Core Skills Analysis
Science
- Will learned that raw cookie dough can contain live Salmonella and E. coli bacteria, recognizing the health risks of pathogenic microbes.
- Will identified how heat denatures proteins in these microorganisms, explaining why baking makes the dough safe to eat.
- Will evaluated the video’s claims by noting scientific evidence such as CDC statistics on food‑borne illness linked to raw dough consumption.
- Will connected proper food‑handling practices—like using pasteurized eggs and washing hands—to preventing bacterial contamination.
Tips
To deepen Will’s understanding, try a hands‑on food‑safety experiment by swabbing raw and baked dough onto agar plates (under adult supervision) and observing bacterial growth. Follow up with a research project where he compares infection rates from reputable sources like the CDC and WHO, then creates an infographic summarizing his findings. Encourage him to interview a local health inspector or nutritionist about safe baking practices, and have him design a classroom safety poster that combines scientific facts with eye‑catching visuals.
Book Recommendations
- The Kids' Guide to Food Safety by Linda L. Geng: A clear, illustrated handbook that explains how germs spread in food and offers simple safety tips for young cooks.

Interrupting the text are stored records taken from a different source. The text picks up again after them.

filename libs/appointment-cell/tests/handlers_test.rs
// libs/appointment-cell/tests/handlers_test.rs

use std::sync::Arc;

use assert_matches::assert_matches;
use axum::{
    body::Body,
    http::{header, Request, StatusCode},
    Router,
};
use serde_json::{json, Map, Value};
use tower::ServiceExt;

use appointment_cell::{appointment_routes, AppointmentBookingService};
use shared_database::Fixture;
use shared_utils::test_utils::TestFixtures;

async fn post_booking(app: Router, body: Value) -> (StatusCode, Value) {
    let request = Request::builder()
        .method("POST")
        .uri("/book-appointment")
        .header(header::CONTENT_TYPE, "application/json")
        .body(Body::from(body.to_string()))
        .unwrap();

    let response = app.oneshot(request).await.unwrap();
    let status = response.status();
    let body = axum::body::to_bytes(response.into_body(), usize::MAX).await.unwrap();
    (status, serde_json::from_slice(&body).unwrap())
}

fn booking_request() -> Value {
    json!({
        "doctorId": 3,
        "doctorName": "Dr. Heart 3",
        "patientName": "Jane Doe",
        "patientPhone": "555-0101",
        "appointmentDate": "2026-11-02",
        "appointmentTime": "10:30",
        "notes": "Follow-up"
    })
}

fn as_object(value: Value) -> Map<String, Value> {
    match value {
        Value::Object(map) => map,
        other => panic!("expected object, got {}", other),
    }
}

#[tokio::test]
async fn test_first_booking_creates_log() {
    let fixtures = TestFixtures::new();

    let (status, body) = post_booking(appointment_routes(fixtures.to_arc()), booking_request()).await;

    assert_eq!(status, StatusCode::OK);
    assert_eq!(body["status"], "success");
    assert_eq!(body["message"], "Appointment booked successfully");
    assert_eq!(body["appointment_id"], "APT0001");
    assert_eq!(body["appointment"]["id"], "APT0001");
    assert_eq!(body["appointment"]["status"], "confirmed");
    assert_eq!(body["appointment"]["patientName"], "Jane Doe");

    let created_at = body["appointment"]["created_at"].as_str().unwrap();
    assert!(chrono::NaiveDateTime::parse_from_str(created_at, "%Y-%m-%dT%H:%M:%S.000Z").is_ok());

    let log = fixtures.read(Fixture::Appointments);
    assert_eq!(log.as_array().unwrap().len(), 1);
    assert_eq!(log[0], body["appointment"]);
}

#[tokio::test]
async fn test_stored_appointment_keeps_field_order() {
    let fixtures = TestFixtures::new();

    post_booking(appointment_routes(fixtures.to_arc()), booking_request()).await;

    let log = fixtures.read(Fixture::Appointments);
    let keys: Vec<&str> = log[0].as_object().unwrap().keys().map(String::as_str).collect();
    assert_eq!(
        keys,
        vec![
            "id",
            "doctorId",
            "doctorName",
            "patientName",
            "patientPhone",
            "appointmentDate",
            "appointmentTime",
            "notes",
            "status",
            "created_at",
        ]
    );
}

#[tokio::test]
async fn test_booking_appends_after_existing_entries() {
    let fixtures = TestFixtures::new().with_appointments(7);

    let (status, body) = post_booking(appointment_routes(fixtures.to_arc()), booking_request()).await;

    assert_eq!(status, StatusCode::OK);
    assert_eq!(body["appointment_id"], "APT0008");

    let log = fixtures.read(Fixture::Appointments);
    let entries = log.as_array().unwrap();
    assert_eq!(entries.len(), 8);
    assert_eq!(entries[0]["id"], "APT0001");
    assert_eq!(entries[7]["id"], "APT0008");
}

#[tokio::test]
async fn test_status_cannot_be_overridden_by_caller() {
    let fixtures = TestFixtures::new();
    let mut request = booking_request();
    request["status"] = json!("cancelled");

    let (_, body) = post_booking(appointment_routes(fixtures.to_arc()), request).await;

    assert_eq!(body["appointment"]["status"], "confirmed");
}

#[tokio::test]
async fn test_corrupt_log_reports_error_with_200() {
    let fixtures = TestFixtures::new();
    fixtures.write_raw(Fixture::Appointments, "[{ \"id\": ");

    let (status, body) = post_booking(appointment_routes(fixtures.to_arc()), booking_request()).await;

    assert_eq!(status, StatusCode::OK);
    assert_eq!(body["status"], "error");
    assert_eq!(body["message"], "Failed to book appointment");
    assert!(body["error"].as_str().unwrap().contains("doctors-appointments.json"));
}

#[tokio::test]
async fn test_non_array_log_reports_error() {
    let fixtures = TestFixtures::new();
    fixtures.write(Fixture::Appointments, &json!({ "appointments": [] }));

    let (status, body) = post_booking(appointment_routes(fixtures.to_arc()), booking_request()).await;

    assert_eq!(status, StatusCode::OK);
    assert_eq!(body["status"], "error");
    assert_eq!(body["error"], "appointments log is not a JSON array");
}

#[tokio::test]
async fn test_non_object_body_is_rejected() {
    let fixtures = TestFixtures::new();

    let request = Request::builder()
        .method("POST")
        .uri("/book-appointment")
        .header(header::CONTENT_TYPE, "application/json")
        .body(Body::from("[1, 2, 3]"))
        .unwrap();
    let response = appointment_routes(fixtures.to_arc()).oneshot(request).await.unwrap();

    assert!(response.status().is_client_error());
    assert!(!fixtures.path().join(Fixture::Appointments.file_name()).exists());
}

#[tokio::test]
async fn test_concurrent_bookings_get_distinct_ids() {
    let fixtures = TestFixtures::new().with_appointments(2);
    let service = Arc::new(AppointmentBookingService::new(&fixtures.to_app_config()));

    let mut tasks = Vec::new();
    for n in 0..10 {
        let service = Arc::clone(&service);
        tasks.push(tokio::spawn(async move {
            service
                .book_appointment(as_object(json!({ "patientName": format!("Patient {}", n) })))
                .await
        }));
    }

    let mut ids = Vec::new();
    for task in tasks {
        let confirmation = task.await.unwrap();
        assert_matches!(confirmation, Ok(_));
        ids.push(confirmation.unwrap().appointment_id);
    }
    ids.sort();

    let expected: Vec<String> = (3..=12).map(|n| format!("APT{:04}", n)).collect();
    assert_eq!(ids, expected);
    assert_eq!(fixtures.read(Fixture::Appointments).as_array().unwrap().len(), 12);
}
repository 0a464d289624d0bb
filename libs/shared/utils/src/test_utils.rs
use std::path::Path;
use std::sync::Arc;

use serde_json::{json, Value};
use tempfile::TempDir;

use shared_config::AppConfig;
use shared_database::Fixture;

/// A throwaway fixture directory. Files are written on demand; anything
/// not written is missing, which is how the not-found fallbacks are
/// exercised.
pub struct TestFixtures {
    dir: TempDir,
}

impl TestFixtures {
    pub fn new() -> Self {
        Self {
            dir: TempDir::new().expect("failed to create temp fixture dir"),
        }
    }

    pub fn path(&self) -> &Path {
        self.dir.path()
    }

    pub fn to_app_config(&self) -> AppConfig {
        AppConfig::with_data_dir(self.dir.path())
    }

    pub fn to_arc(&self) -> Arc<AppConfig> {
        Arc::new(self.to_app_config())
    }

    pub fn write(&self, fixture: Fixture, value: &Value) -> &Self {
        let body = serde_json::to_string_pretty(value).expect("fixture serializes");
        self.write_raw(fixture, &body)
    }

    pub fn write_raw(&self, fixture: Fixture, body: &str) -> &Self {
        std::fs::write(self.dir.path().join(fixture.file_name()), body)
            .expect("failed to write fixture");
        self
    }

    pub fn read(&self, fixture: Fixture) -> Value {
        let raw = std::fs::read_to_string(self.dir.path().join(fixture.file_name()))
            .expect("fixture exists");
        serde_json::from_str(&raw).expect("fixture is valid JSON")
    }

    pub fn with_doctors(self, doctors: Vec<Value>) -> Self {
        self.write(Fixture::Doctors, &doctors_fixture(doctors));
        self
    }

    pub fn with_appointments(self, count: usize) -> Self {
        let existing: Vec<Value> = (1..=count)
            .map(|n| json!({ "id": format!("APT{:04}", n), "patientName": format!("Patient {}", n) }))
            .collect();
        self.write(Fixture::Appointments, &Value::Array(existing));
        self
    }
}

impl Default for TestFixtures {
    fn default() -> Self {
        Self::new()
    }
}

pub fn doctor(id: u64, name: &str, specialization: &str, department: &str) -> Value {
    json!({
        "id": id,
        "name": name,
        "specialization": specialization,
        "department": department,
        "experience": 10,
        "rating": 4.5,
        "successRate": 90.0,
        "education": "Medical University",
        "contact": { "email": format!("doctor{}@example.com", id), "phone": "555-0100" },
        "availability": "Mon-Fri"
    })
}

pub fn doctors_fixture(doctors: Vec<Value>) -> Value {
    json!({
        "doctors": doctors,
        "summary": {
            "totalDoctors": 120,
            "averageRating": 4.6,
            "departments": 8
        }
    })
}

/// Five cardiologists followed by two neurologists and a pediatrician.
pub fn sample_doctors() -> Vec<Value> {
    let mut doctors: Vec<Value> = (1..=5)
        .map(|n| doctor(n, &format!("Dr. Heart {}", n), "Cardiologist", "Cardiology"))
        .collect();
    doctors.push(doctor(6, "Dr. Ana Brain", "Neurologist", "Neurology"));
    doctors.push(doctor(7, "Dr. Ben Nerve", "Neurosurgeon", "Neurology"));
    doctors.push(doctor(8, "Dr. Kim Small", "Pediatrician", "Pediatrics"));
    doctors
}
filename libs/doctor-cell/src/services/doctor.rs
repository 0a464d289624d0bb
use serde_json::{json, Map, Value};
use tracing::debug;

use shared_config::AppConfig;
use shared_database::{Fixture, FixtureStore};

use crate::models::{
    DoctorAnalytics, DoctorError, DoctorSearchQuery, DoctorsFixture, DoctorsPage,
};
use crate::services::{analytics, query, summary};

pub struct DoctorService {
    store: FixtureStore,
}

impl DoctorService {
    pub fn new(config: &AppConfig) -> Self {
        Self {
            store: FixtureStore::new(config),
        }
    }

    pub async fn load_fixture(&self) -> Result<DoctorsFixture, DoctorError> {
        let fixture: DoctorsFixture = self.store.load(Fixture::Doctors).await?;
        debug!("Loaded {} doctors from fixture", fixture.doctors.len());
        Ok(fixture)
    }

    /// Filtered, paginated listing with the fixture's static summary attached.
    pub async fn search_doctors(&self, search: &DoctorSearchQuery) -> Result<DoctorsPage, DoctorError> {
        let fixture = self.load_fixture().await?;

        let filtered = query::filter_doctors(&fixture.doctors, search);
        debug!(
            "Doctor search matched {} of {} records",
            filtered.len(),
            fixture.doctors.len()
        );

        let (page, pagination) = query::paginate(&filtered, search.page(), search.limit());

        Ok(DoctorsPage {
            doctors: page.into_iter().cloned().collect(),
            pagination,
            summary: fixture.summary,
        })
    }

    pub async fn get_analytics(&self) -> Result<DoctorAnalytics, DoctorError> {
        let fixture = self.load_fixture().await?;
        Ok(analytics::build_analytics(&fixture.doctors))
    }

    /// The fixture summary merged with freshly calculated stats. With no
    /// doctors to average over, the fixture summary is returned as-is.
    pub async fn get_summary(&self) -> Result<Map<String, Value>, DoctorError> {
        let fixture = self.load_fixture().await?;
        let mut body = fixture.summary;

        if let Some(stats) = summary::calculate_stats(&fixture.doctors) {
            body.insert("calculated_stats".to_string(), json!(stats));
        }

        Ok(body)
    }
}
use std::sync::Arc;
use axum::{extract::DefaultBodyLimit, routing::{get, post}, Router};
use shared_config::AppConfig;

use crate::handlers::*;

/// Uploads are drained, never stored, but still have to fit through the extractor.
const MAX_UPLOAD_BYTES: usize = 25 * 1024 * 1024;

pub fn create_patient_router(config: Arc<AppConfig>) -> Router {
    Router::new()
        .route("/patients", get(get_patients))
        .route("/patient-info", get(get_patient_info).post(process_patient_file))
        .route("/upload", post(upload_file))
        .layer(DefaultBodyLimit::max(MAX_UPLOAD_BYTES))
        .with_state(config)
}
// =====================================================================================
// MONITORING CELL HANDLERS
// =====================================================================================

use axum::{extract::State, Json};
use std::sync::Arc;
use tracing::{info, instrument};

use crate::models::HealthCheckResponse;
use shared_config::AppConfig;

#[instrument(skip(config))]
pub async fn get_health_status(
    State(config): State<Arc<AppConfig>>,
) -> Json<HealthCheckResponse> {
    info!("HEALTH_CHECK: backend service is running");
    Json(HealthCheckResponse::healthy(&config.service_name))
}
use axum::{
    http::StatusCode,
    response::{IntoResponse, Response},
    Json,
};
use serde_json::json;
use thiserror::Error;

/// Transport-level failures. Missing fixtures and booking failures are
/// not represented here: those are answered with HTTP 200 payloads by the
/// cells themselves.
#[derive(Error, Debug)]
pub enum AppError {
    #[error("Not Found: {0}")]
    NotFound(String),

    #[error("Bad Request: {0}")]
    BadRequest(String),

    #[error("Internal Server Error: {0}")]
    Internal(String),

    #[error("Validation error: {0}")]
    ValidationError(String),
}

impl AppError {
    pub fn status_code(&self) -> StatusCode {
        match self {
            AppError::NotFound(_) => StatusCode::NOT_FOUND,
            AppError::BadRequest(_) => StatusCode::BAD_REQUEST,
            AppError::Internal(_) => StatusCode::INTERNAL_SERVER_ERROR,
            AppError::ValidationError(_) => StatusCode::BAD_REQUEST,
        }
    }
}

impl IntoResponse for AppError {
    fn into_response(self) -> Response {
        let status = self.status_code();
        let message = match &self {
            AppError::NotFound(msg)
            | AppError::BadRequest(msg)
            | AppError::Internal(msg)
            | AppError::ValidationError(msg) => msg,
        };

        tracing::error!("Error: {}: {}", status, message);

        let body = Json(json!({
            "error": message
        }));

        (status, body).into_response()
    }
}
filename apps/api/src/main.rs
use std::sync::Arc;
use anyhow::Context;
use dotenv::dotenv;
use tokio::net::TcpListener;
use tracing::info;
use tracing_subscriber::{layer::SubscriberExt, util::SubscriberInitExt};

mod router;

use shared_config::AppConfig;

#[tokio::main]
async fn main() -> anyhow::Result<()> {
    // Loading Env Vars
    dotenv().ok();

    tracing_subscriber::registry()
        .with(tracing_subscriber::EnvFilter::new(
            std::env::var("RUST_LOG").unwrap_or_else(|_| "info,tower_http=debug".into()),
        ))
        .with(tracing_subscriber::fmt::layer())
        .init();

    info!("Starting ADIF mock backend");

    let config = AppConfig::from_env();
    info!("Serving fixtures from {}", config.data_dir.display());

    let addr = config.bind_addr();

    let app = router::create_app(Arc::new(config));

    let listener = TcpListener::bind(addr)
        .await
        .with_context(|| format!("failed to bind {}", addr))?;
    info!("Listening on {}", addr);

    axum::serve(listener, app).await.context("server error")?;

    Ok(())
}
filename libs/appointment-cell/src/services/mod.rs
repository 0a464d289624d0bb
pub mod booking;

pub use booking::AppointmentBookingService;
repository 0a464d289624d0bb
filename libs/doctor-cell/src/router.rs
use std::sync::Arc;

use axum::{
    Router,
    routing::get,
};

use shared_config::AppConfig;

use crate::handlers;

pub fn doctor_routes(state: Arc<AppConfig>) -> Router {
    Router::new()
        .route("/doctors", get(handlers::get_doctors))
        .route("/doctors/analytics", get(handlers::get_doctors_analytics))
        .route("/doctors/summary", get(handlers::get_doctors_summary))
        .with_state(state)
}
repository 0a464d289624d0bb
use std::env;
use std::net::SocketAddr;
use std::path::PathBuf;
use tracing::warn;

pub const DEFAULT_DATA_DIR: &str = "data";
pub const DEFAULT_HOST: &str = "0.0.0.0";
pub const DEFAULT_PORT: u16 = 8000;
pub const DEFAULT_SERVICE_NAME: &str = "ADIF Backend API";

#[derive(Debug, Clone)]
pub struct AppConfig {
    pub data_dir: PathBuf,
    pub host: String,
    pub port: u16,
    pub service_name: String,
}

impl AppConfig {
    pub fn from_env() -> Self {
        let config = Self {
            data_dir: env::var("ADIF_DATA_DIR")
                .map(PathBuf::from)
                .unwrap_or_else(|_| {
                    warn!("ADIF_DATA_DIR not set, using default '{}'", DEFAULT_DATA_DIR);
                    PathBuf::from(DEFAULT_DATA_DIR)
                }),
            host: env::var("HOST")
                .unwrap_or_else(|_| DEFAULT_HOST.to_string()),
            port: match env::var("PORT") {
                Ok(raw) => raw.parse().unwrap_or_else(|_| {
                    warn!("PORT '{}' is not a valid port, using default {}", raw, DEFAULT_PORT);
                    DEFAULT_PORT
                }),
                Err(_) => DEFAULT_PORT,
            },
            service_name: env::var("SERVICE_NAME")
                .unwrap_or_else(|_| DEFAULT_SERVICE_NAME.to_string()),
        };

        if !config.is_configured() {
            warn!(
                "Data directory {} does not exist - fixture endpoints will return empty defaults",
                config.data_dir.display()
            );
        }

        config
    }

    /// Config rooted at an explicit fixture directory, everything else defaulted.
    pub fn with_data_dir(data_dir: impl Into<PathBuf>) -> Self {
        Self {
            data_dir: data_dir.into(),
            host: DEFAULT_HOST.to_string(),
            port: DEFAULT_PORT,
            service_name: DEFAULT_SERVICE_NAME.to_string(),
        }
    }

    pub fn is_configured(&self) -> bool {
        self.data_dir.is_dir()
    }

    /// Falls back to every interface on the configured port when `host` does not parse.
    pub fn bind_addr(&self) -> SocketAddr {
        format!("{}:{}", self.host, self.port).parse().unwrap_or_else(|_| {
            warn!("HOST '{}' is not a valid address, binding to {}", self.host, DEFAULT_HOST);
            SocketAddr::from(([0, 0, 0, 0], self.port))
        })
    }
}
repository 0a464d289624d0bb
// libs/patient-cell/tests/handlers_test.rs

use axum::{
    body::Body,
    http::{header, Request, StatusCode},
    Router,
};
use serde_json::{json, Value};
use tower::ServiceExt;

use patient_cell::create_patient_router;
use shared_database::Fixture;
use shared_utils::test_utils::TestFixtures;

const BOUNDARY: &str = "adif-test-boundary";

fn multipart_body(field: &str, filename: &str, contents: &str) -> String {
    format!(
        "--{b}\r\nContent-Disposition: form-data; name=\"{field}\"; filename=\"{filename}\"\r\nContent-Type: text/plain\r\n\r\n{contents}\r\n--{b}--\r\n",
        b = BOUNDARY,
    )
}

async fn send(app: Router, request: Request<Body>) -> (StatusCode, Value) {
    let response = app.oneshot(request).await.unwrap();
    let status = response.status();
    let body = axum::body::to_bytes(response.into_body(), usize::MAX).await.unwrap();
    (status, serde_json::from_slice(&body).unwrap())
}

async fn get_json(app: Router, uri: &str) -> (StatusCode, Value) {
    let request = Request::builder()
        .method("GET")
        .uri(uri)
        .body(Body::empty())
        .unwrap();
    send(app, request).await
}

async fn post_upload(app: Router, uri: &str, body: String) -> (StatusCode, Value) {
    let request = Request::builder()
        .method("POST")
        .uri(uri)
        .header(
            header::CONTENT_TYPE,
            format!("multipart/form-data; boundary={}", BOUNDARY),
        )
        .body(Body::from(body))
        .unwrap();
    send(app, request).await
}

fn patient_info() -> Value {
    json!({
        "patient": { "name": "Jane Doe", "age": 42 },
        "diagnoses": ["Hypertension"],
        "status": "pending"
    })
}

#[tokio::test]
async fn test_get_patients_returns_fixture_verbatim() {
    let fixtures = TestFixtures::new();
    let patients = json!({ "patients": [{ "id": "P001", "name": "John" }], "total": 1 });
    fixtures.write(Fixture::Patients, &patients);

    let (status, body) = get_json(create_patient_router(fixtures.to_arc()), "/patients").await;

    assert_eq!(status, StatusCode::OK);
    assert_eq!(body, patients);
}

#[tokio::test]
async fn test_get_patients_missing_fixture() {
    let fixtures = TestFixtures::new();

    let (status, body) = get_json(create_patient_router(fixtures.to_arc()), "/patients").await;

    assert_eq!(status, StatusCode::OK);
    assert_eq!(body, json!({ "error": "Patients data not found", "patients": [] }));
}

#[tokio::test]
async fn test_get_patient_info() {
    let fixtures = TestFixtures::new();
    fixtures.write(Fixture::PatientInfo, &patient_info());

    let (status, body) = get_json(create_patient_router(fixtures.to_arc()), "/patient-info").await;
    assert_eq!(status, StatusCode::OK);
    assert_eq!(body, patient_info());

    let empty = TestFixtures::new();
    let (status, body) = get_json(create_patient_router(empty.to_arc()), "/patient-info").await;
    assert_eq!(status, StatusCode::OK);
    assert_eq!(body, json!({ "error": "Patient info not found", "patient": {} }));
}

#[tokio::test]
async fn test_process_patient_file_merges_processing_fields() {
    let fixtures = TestFixtures::new();
    fixtures.write(Fixture::PatientInfo, &patient_info());

    let (status, body) = post_upload(
        create_patient_router(fixtures.to_arc()),
        "/patient-info",
        multipart_body("file", "report.pdf", "%PDF-1.4 fake"),
    )
    .await;

    assert_eq!(status, StatusCode::OK);
    assert_eq!(body["patient"]["name"], "Jane Doe");
    assert_eq!(body["processed_file"], "report.pdf");
    assert_eq!(body["status"], "success");
    let processing_time = body["processing_time"].as_u64().unwrap();
    assert!((100..=500).contains(&processing_time));
}

#[tokio::test]
async fn test_process_patient_file_without_template() {
    let fixtures = TestFixtures::new();

    let (status, body) = post_upload(
        create_patient_router(fixtures.to_arc()),
        "/patient-info",
        multipart_body("file", "scan.png", "bytes"),
    )
    .await;

    assert_eq!(status, StatusCode::OK);
    assert_eq!(
        body,
        json!({
            "error": "Patient info template not found",
            "processed_file": "scan.png",
            "status": "error"
        })
    );
}

#[tokio::test]
async fn test_upload_without_file_part_is_rejected() {
    let fixtures = TestFixtures::new();
    fixtures.write(Fixture::PatientInfo, &patient_info());

    let (status, body) = post_upload(
        create_patient_router(fixtures.to_arc()),
        "/patient-info",
        multipart_body("notes", "notes.txt", "hello"),
    )
    .await;

    assert_eq!(status, StatusCode::BAD_REQUEST);
    assert!(body["error"].as_str().unwrap().contains("file"));
}

#[tokio::test]
async fn test_upload_returns_healthcare_data() {
    let fixtures = TestFixtures::new();
    let healthcare = json!({
        "filename": "sample.csv",
        "processing_ms": 230,
        "features": [{ "id": "f1", "name": "Glucose", "confidence": 0.93, "vector": [0.1, 0.2] }]
    });
    fixtures.write(Fixture::HealthcareData, &healthcare);

    let (status, body) = post_upload(
        create_patient_router(fixtures.to_arc()),
        "/upload",
        multipart_body("file", "labs.csv", "a,b\n1,2"),
    )
    .await;

    assert_eq!(status, StatusCode::OK);
    assert_eq!(body, healthcare);
}

#[tokio::test]
async fn test_upload_without_healthcare_data_echoes_filename() {
    let fixtures = TestFixtures::new();

    let (status, body) = post_upload(
        create_patient_router(fixtures.to_arc()),
        "/upload",
        multipart_body("file", "labs.csv", "a,b"),
    )
    .await;

    assert_eq!(status, StatusCode::OK);
    assert_eq!(body["error"], "Healthcare data not found");
    assert_eq!(body["filename"], "labs.csv");
    assert_eq!(body["status"], "error");
}
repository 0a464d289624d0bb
// libs/appointment-cell/src/services/booking.rs
use anyhow::{Context, Result};
use chrono::Utc;
use serde_json::{Map, Value};
use tokio::sync::Mutex;
use tracing::{debug, info};

use shared_config::AppConfig;
use shared_database::{Fixture, FixtureStore};

use crate::models::{
    format_appointment_id, Appointment, AppointmentError, BookingConfirmation, CREATED_AT_FORMAT,
};

/// Appends bookings to the appointments log. The whole read-modify-write
/// runs under `write_lock`, so bookings made through one service instance
/// get distinct, sequential ids.
pub struct AppointmentBookingService {
    store: FixtureStore,
    write_lock: Mutex<()>,
}

impl AppointmentBookingService {
    pub fn new(config: &AppConfig) -> Self {
        Self {
            store: FixtureStore::new(config),
            write_lock: Mutex::new(()),
        }
    }

    async fn load_log(&self) -> Result<Vec<Value>> {
        match self.store.load_value(Fixture::Appointments).await {
            Ok(Value::Array(entries)) => Ok(entries),
            Ok(_) => Err(AppointmentError::MalformedLog.into()),
            Err(e) if e.is_not_found() => {
                debug!("No appointments log yet, starting a new one");
                Ok(Vec::new())
            }
            Err(e) => Err(e).context("failed to read appointments log"),
        }
    }

    pub async fn book_appointment(&self, request: Map<String, Value>) -> Result<BookingConfirmation> {
        let _guard = self.write_lock.lock().await;

        let mut entries = self.load_log().await?;

        let appointment_id = format_appointment_id(entries.len() + 1);
        let created_at = Utc::now().format(CREATED_AT_FORMAT).to_string();
        let appointment = Appointment::new(appointment_id.clone(), request, created_at);

        entries.push(serde_json::to_value(&appointment).context("failed to encode appointment")?);

        self.store
            .write_value(Fixture::Appointments, &Value::Array(entries))
            .await
            .context("failed to write appointments log")?;

        info!("Appointment booked successfully: {}", appointment_id);

        Ok(BookingConfirmation::new(appointment_id, appointment))
    }
}
pub mod doctor;
pub mod query;
pub mod analytics;
pub mod summary;

pub use doctor::DoctorService;
pub use query::{filter_doctors, paginate};
pub use analytics::build_analytics;
pub use summary::calculate_stats;
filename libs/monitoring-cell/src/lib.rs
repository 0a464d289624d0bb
// =====================================================================================
// MONITORING CELL - LIVENESS
// =====================================================================================

pub mod handlers;
pub mod models;
pub mod router;

pub use models::HealthCheckResponse;
pub use router::create_monitoring_router;
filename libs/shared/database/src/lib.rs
pub mod fixtures;

pub use fixtures::{Fixture, FixtureError, FixtureStore};
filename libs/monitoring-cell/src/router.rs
// =====================================================================================
// MONITORING CELL ROUTER
// =====================================================================================

use axum::{routing::get, Router};
use std::sync::Arc;

use crate::handlers::get_health_status;
use shared_config::AppConfig;

pub fn create_monitoring_router(config: Arc<AppConfig>) -> Router {
    Router::new()
        .route("/health", get(get_health_status))
        .with_state(config)
}
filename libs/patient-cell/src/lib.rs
pub mod models;
pub mod handlers;
pub mod router;
pub mod services;

pub use models::*;
pub use handlers::*;
pub use router::*;
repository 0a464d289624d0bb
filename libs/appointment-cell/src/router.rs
// libs/appointment-cell/src/router.rs
use std::sync::Arc;

use axum::{
    Router,
    routing::post,
};

use shared_config::AppConfig;

use crate::handlers::{book_appointment, AppointmentHandlers};

pub fn appointment_routes(state: Arc<AppConfig>) -> Router {
    let handlers = Arc::new(AppointmentHandlers::new(&state));

    Router::new()
        .route("/book-appointment", post(book_appointment))
        .with_state(handlers)
}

- Science of the Kitchen: Delicious Experiments for Kids by John S. Thomas: Hands‑on experiments that reveal the chemistry and biology behind everyday cooking, including why heat kills harmful bacteria.
- The Great Food Safety Adventure by Susan M. Brown: A story‑driven exploration of food‑borne pathogens, featuring puzzles and activities that reinforce safe eating habits.
Learning Standards
- NGSS MS‑LS1‑2: Develop and use models to explain how heating denatures proteins in microorganisms.
- CCSS.ELA-LITERACY.RI.6‑8.7: Integrate information from the video and additional sources to explain food‑safety concepts.
- CCSS.ELA-LITERACY.WHST.6‑8.2: Write informative/explanatory text about the risks of consuming raw dough.
- CCSS.MATH.CONTENT.7.RP.A.3: Apply proportional reasoning to interpret statistics on food‑borne illness cases per population.
Try This Next
- Worksheet: List common raw foods and match each to potential pathogens with prevention tips.
- Quiz: Multiple‑choice questions on how heat affects bacteria and why raw dough can be dangerous.
- Safe at‑home experiment: Use agar plates to compare bacterial growth on cooked vs. raw dough (adult supervision required).
- Writing prompt: Compose a persuasive paragraph convincing friends to avoid eating raw cookie dough.